PROBLEM REQUIREMENTS> From the records below, print exactly the lines starting at the one containing "filename src/frame_state.rs" and ending at the one containing "P1-P3/P10 talk about.", ends included, and nothing else.

Saved data entries
* * * * * * *

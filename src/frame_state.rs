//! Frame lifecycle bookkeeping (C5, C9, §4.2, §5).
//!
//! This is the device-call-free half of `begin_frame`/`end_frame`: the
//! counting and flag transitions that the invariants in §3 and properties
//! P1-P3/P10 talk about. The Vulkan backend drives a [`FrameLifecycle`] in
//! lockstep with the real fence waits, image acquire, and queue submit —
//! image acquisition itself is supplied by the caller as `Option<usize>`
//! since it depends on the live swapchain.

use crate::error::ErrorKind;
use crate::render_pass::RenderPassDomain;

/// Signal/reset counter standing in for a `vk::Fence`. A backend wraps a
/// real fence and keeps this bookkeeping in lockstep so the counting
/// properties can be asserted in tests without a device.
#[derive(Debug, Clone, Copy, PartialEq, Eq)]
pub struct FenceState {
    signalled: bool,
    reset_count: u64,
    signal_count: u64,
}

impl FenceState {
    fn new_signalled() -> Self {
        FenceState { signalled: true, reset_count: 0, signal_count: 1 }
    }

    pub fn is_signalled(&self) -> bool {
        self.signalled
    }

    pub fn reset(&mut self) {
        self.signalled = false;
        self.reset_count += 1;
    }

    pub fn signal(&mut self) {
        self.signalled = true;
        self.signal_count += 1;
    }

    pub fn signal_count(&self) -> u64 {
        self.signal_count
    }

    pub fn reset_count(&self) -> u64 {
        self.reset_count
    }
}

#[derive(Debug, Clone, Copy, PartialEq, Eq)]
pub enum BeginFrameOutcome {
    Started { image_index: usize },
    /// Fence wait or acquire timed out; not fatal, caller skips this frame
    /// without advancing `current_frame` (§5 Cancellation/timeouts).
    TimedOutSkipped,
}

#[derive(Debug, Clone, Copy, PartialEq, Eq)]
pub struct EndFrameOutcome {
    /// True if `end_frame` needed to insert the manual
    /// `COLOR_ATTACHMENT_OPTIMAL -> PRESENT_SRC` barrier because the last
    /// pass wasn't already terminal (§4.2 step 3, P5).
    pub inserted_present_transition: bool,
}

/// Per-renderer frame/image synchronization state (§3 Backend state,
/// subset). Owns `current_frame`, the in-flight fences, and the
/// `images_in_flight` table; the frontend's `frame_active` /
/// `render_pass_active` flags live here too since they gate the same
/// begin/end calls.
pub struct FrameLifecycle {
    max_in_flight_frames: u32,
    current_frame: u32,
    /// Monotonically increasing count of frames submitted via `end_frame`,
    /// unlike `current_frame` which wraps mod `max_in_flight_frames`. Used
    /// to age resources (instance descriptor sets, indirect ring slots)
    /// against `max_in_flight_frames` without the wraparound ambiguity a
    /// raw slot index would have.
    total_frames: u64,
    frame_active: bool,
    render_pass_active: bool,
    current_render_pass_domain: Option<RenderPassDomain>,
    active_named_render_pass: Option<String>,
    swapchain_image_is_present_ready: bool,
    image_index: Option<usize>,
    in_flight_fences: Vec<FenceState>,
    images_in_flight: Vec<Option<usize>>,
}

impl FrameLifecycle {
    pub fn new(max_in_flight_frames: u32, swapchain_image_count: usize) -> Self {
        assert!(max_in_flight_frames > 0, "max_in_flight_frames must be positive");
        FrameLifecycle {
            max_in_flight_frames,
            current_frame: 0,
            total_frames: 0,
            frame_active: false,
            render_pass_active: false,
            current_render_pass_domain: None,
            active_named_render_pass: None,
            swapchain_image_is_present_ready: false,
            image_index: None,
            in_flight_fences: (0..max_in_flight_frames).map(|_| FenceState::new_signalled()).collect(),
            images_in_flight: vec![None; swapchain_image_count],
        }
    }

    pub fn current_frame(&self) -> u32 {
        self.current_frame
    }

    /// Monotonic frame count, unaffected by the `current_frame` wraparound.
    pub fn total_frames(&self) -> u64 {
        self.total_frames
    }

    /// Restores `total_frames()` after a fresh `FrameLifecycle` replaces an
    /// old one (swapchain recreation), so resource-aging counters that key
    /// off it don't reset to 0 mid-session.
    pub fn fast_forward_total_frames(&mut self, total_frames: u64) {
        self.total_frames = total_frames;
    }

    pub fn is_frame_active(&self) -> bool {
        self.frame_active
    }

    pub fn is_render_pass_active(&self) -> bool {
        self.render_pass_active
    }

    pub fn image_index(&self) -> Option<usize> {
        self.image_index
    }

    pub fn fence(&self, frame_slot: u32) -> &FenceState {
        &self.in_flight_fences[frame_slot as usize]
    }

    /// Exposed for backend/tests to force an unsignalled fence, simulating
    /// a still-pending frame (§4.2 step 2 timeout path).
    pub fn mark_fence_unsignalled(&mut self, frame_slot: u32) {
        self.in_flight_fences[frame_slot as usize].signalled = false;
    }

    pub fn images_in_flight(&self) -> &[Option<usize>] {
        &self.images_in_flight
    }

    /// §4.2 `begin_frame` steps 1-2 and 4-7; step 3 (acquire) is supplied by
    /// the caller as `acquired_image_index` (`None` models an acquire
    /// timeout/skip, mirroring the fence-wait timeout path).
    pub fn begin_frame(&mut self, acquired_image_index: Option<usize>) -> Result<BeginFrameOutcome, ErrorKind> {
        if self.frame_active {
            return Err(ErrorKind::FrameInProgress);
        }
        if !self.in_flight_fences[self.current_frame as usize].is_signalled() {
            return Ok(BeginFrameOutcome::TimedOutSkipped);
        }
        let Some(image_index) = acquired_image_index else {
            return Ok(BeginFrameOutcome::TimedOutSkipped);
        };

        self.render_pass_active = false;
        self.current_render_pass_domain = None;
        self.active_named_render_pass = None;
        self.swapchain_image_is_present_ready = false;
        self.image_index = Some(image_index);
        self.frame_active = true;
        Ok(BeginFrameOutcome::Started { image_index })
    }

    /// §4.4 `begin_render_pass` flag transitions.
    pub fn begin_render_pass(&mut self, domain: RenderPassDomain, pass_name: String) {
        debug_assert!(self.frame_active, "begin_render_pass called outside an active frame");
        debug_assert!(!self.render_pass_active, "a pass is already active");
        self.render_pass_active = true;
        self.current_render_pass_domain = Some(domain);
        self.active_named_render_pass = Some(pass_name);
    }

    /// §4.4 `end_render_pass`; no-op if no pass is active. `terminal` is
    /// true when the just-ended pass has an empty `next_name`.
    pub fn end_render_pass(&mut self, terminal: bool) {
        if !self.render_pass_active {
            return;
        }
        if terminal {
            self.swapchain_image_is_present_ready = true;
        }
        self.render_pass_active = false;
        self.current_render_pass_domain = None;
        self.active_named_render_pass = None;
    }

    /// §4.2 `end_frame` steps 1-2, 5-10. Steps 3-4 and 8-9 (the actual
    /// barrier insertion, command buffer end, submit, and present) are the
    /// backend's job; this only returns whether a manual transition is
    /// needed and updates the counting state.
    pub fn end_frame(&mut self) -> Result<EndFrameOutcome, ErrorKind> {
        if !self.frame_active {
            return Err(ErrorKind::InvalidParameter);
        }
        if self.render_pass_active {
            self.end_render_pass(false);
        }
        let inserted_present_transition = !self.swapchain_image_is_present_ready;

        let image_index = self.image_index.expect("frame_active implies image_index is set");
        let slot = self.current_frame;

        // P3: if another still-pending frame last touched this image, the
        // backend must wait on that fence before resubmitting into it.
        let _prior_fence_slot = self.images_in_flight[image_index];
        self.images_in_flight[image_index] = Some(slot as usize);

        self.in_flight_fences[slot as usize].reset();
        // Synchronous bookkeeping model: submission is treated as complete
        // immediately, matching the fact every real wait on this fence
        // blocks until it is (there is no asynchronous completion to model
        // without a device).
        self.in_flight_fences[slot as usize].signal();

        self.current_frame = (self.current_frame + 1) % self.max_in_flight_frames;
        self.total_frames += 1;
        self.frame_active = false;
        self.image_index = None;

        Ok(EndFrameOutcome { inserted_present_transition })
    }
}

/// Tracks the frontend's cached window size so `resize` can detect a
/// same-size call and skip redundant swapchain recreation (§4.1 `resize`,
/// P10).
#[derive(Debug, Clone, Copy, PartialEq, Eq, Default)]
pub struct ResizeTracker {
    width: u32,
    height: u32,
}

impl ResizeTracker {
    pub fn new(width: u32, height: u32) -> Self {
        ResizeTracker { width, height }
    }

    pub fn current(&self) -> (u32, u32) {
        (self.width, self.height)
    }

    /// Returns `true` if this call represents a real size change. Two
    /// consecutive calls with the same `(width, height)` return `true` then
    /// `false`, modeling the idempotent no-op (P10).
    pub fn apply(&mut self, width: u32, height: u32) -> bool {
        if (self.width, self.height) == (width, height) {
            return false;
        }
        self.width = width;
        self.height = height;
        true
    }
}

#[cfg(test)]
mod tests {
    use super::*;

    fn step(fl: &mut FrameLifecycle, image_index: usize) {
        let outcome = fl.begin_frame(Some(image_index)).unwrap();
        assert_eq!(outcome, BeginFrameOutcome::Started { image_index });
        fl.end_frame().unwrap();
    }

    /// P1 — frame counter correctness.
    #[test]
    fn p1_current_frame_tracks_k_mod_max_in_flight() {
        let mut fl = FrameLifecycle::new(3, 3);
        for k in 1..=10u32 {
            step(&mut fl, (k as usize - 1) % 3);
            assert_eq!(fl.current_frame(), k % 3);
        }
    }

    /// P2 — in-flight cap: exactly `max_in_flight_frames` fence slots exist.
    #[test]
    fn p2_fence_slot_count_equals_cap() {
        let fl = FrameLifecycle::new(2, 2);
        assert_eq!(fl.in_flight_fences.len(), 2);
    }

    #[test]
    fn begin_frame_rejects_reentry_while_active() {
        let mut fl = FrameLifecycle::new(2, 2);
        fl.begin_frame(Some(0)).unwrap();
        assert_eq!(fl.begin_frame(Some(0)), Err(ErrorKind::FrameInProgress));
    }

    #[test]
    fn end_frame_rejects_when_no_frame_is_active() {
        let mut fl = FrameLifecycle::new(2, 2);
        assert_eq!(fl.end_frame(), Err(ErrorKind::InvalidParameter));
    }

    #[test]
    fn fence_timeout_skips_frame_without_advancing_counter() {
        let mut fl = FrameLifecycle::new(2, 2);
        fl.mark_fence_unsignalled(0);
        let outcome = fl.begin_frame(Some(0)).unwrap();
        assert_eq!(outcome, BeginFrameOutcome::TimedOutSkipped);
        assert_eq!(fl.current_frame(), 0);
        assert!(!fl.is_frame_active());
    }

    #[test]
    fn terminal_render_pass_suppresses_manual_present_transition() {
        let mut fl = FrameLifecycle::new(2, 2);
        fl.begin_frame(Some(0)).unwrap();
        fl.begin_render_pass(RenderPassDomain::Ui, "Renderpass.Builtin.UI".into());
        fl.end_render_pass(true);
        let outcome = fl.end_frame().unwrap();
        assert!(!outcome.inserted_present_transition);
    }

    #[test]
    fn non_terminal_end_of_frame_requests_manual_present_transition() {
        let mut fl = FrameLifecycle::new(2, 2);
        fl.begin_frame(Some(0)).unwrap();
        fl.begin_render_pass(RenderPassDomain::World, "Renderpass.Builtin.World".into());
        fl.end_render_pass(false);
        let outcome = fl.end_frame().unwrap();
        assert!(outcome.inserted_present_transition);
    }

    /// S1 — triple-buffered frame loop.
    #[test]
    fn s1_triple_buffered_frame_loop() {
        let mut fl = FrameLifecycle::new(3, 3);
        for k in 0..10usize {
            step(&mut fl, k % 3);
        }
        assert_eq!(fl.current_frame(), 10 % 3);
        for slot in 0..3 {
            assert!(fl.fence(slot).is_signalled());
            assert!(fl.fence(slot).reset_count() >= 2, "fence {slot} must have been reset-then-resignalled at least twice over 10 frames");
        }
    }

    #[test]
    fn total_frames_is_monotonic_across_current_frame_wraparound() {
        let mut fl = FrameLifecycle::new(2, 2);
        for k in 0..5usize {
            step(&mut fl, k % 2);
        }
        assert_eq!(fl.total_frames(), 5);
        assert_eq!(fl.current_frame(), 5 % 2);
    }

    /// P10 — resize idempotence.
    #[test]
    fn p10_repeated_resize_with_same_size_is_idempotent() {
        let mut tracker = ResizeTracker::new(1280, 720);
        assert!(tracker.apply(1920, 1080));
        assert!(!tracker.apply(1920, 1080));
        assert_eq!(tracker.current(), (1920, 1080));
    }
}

* * * * * * *

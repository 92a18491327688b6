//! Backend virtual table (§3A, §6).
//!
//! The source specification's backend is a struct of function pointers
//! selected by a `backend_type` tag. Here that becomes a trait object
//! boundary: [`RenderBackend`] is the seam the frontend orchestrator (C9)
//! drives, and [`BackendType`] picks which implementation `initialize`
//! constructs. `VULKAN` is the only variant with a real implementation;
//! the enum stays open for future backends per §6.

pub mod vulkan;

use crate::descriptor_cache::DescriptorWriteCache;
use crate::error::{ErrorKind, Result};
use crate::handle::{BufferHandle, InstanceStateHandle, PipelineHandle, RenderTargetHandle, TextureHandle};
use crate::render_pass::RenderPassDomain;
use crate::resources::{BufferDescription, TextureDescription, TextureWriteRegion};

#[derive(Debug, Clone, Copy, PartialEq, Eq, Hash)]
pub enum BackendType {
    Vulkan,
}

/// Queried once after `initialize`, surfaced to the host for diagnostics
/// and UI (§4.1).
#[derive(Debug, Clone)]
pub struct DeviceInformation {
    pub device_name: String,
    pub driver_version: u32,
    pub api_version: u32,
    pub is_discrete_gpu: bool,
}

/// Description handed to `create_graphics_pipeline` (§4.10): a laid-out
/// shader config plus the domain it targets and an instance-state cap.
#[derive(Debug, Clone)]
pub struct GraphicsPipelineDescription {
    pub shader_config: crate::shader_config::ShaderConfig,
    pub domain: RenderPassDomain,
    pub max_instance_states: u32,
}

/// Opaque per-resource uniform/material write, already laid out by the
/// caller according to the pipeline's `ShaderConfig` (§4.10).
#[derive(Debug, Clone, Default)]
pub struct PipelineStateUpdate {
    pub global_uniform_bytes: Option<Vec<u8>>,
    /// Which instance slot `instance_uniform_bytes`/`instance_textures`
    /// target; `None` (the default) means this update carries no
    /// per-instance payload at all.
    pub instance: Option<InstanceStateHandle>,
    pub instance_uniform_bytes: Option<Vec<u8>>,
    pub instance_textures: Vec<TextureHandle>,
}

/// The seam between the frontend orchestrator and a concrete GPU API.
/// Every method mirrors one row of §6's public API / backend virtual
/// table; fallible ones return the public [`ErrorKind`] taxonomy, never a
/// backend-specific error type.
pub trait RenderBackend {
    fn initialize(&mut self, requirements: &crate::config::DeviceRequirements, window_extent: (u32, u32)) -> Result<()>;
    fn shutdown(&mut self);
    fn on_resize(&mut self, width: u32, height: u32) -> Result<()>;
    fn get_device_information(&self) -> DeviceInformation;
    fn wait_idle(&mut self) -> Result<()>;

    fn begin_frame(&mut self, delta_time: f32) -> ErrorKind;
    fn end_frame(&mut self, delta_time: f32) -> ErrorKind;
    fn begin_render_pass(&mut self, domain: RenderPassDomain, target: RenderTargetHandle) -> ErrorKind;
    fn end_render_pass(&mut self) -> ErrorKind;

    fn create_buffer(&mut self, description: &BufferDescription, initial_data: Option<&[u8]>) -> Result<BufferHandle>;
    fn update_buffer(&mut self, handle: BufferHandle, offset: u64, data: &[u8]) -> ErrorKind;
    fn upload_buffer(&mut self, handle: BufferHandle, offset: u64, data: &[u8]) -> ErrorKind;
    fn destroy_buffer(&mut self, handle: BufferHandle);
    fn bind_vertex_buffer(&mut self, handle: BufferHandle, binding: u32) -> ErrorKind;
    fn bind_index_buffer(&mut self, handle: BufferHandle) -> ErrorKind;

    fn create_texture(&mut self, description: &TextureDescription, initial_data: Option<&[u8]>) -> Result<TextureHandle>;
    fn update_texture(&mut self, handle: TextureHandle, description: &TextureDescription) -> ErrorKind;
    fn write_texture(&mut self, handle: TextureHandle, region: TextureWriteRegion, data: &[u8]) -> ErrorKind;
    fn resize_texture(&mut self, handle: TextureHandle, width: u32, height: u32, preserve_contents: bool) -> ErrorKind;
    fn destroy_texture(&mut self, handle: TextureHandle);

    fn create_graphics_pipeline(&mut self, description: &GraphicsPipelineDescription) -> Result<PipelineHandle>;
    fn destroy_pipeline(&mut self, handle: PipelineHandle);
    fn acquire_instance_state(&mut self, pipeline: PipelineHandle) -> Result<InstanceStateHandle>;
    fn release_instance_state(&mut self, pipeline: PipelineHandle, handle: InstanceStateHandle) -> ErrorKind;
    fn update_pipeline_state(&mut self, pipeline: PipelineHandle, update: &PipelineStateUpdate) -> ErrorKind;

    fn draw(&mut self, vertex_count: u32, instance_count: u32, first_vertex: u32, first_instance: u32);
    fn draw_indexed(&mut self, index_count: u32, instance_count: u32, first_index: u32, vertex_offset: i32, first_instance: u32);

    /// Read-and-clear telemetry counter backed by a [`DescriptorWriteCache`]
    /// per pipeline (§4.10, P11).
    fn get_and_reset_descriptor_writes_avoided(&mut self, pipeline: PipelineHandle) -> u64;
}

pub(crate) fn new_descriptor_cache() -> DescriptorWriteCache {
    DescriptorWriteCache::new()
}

* * * * * * *

RESPONSE TO THIS EXERCISE>
filename src/frame_state.rs
//! Frame lifecycle bookkeeping (C5, C9, §4.2, §5).
//!
//! This is the device-call-free half of `begin_frame`/`end_frame`: the
//! counting and flag transitions that the invariants in §3 and properties
//! P1-P3/P10 talk about. The Vulkan backend drives a [`FrameLifecycle`] in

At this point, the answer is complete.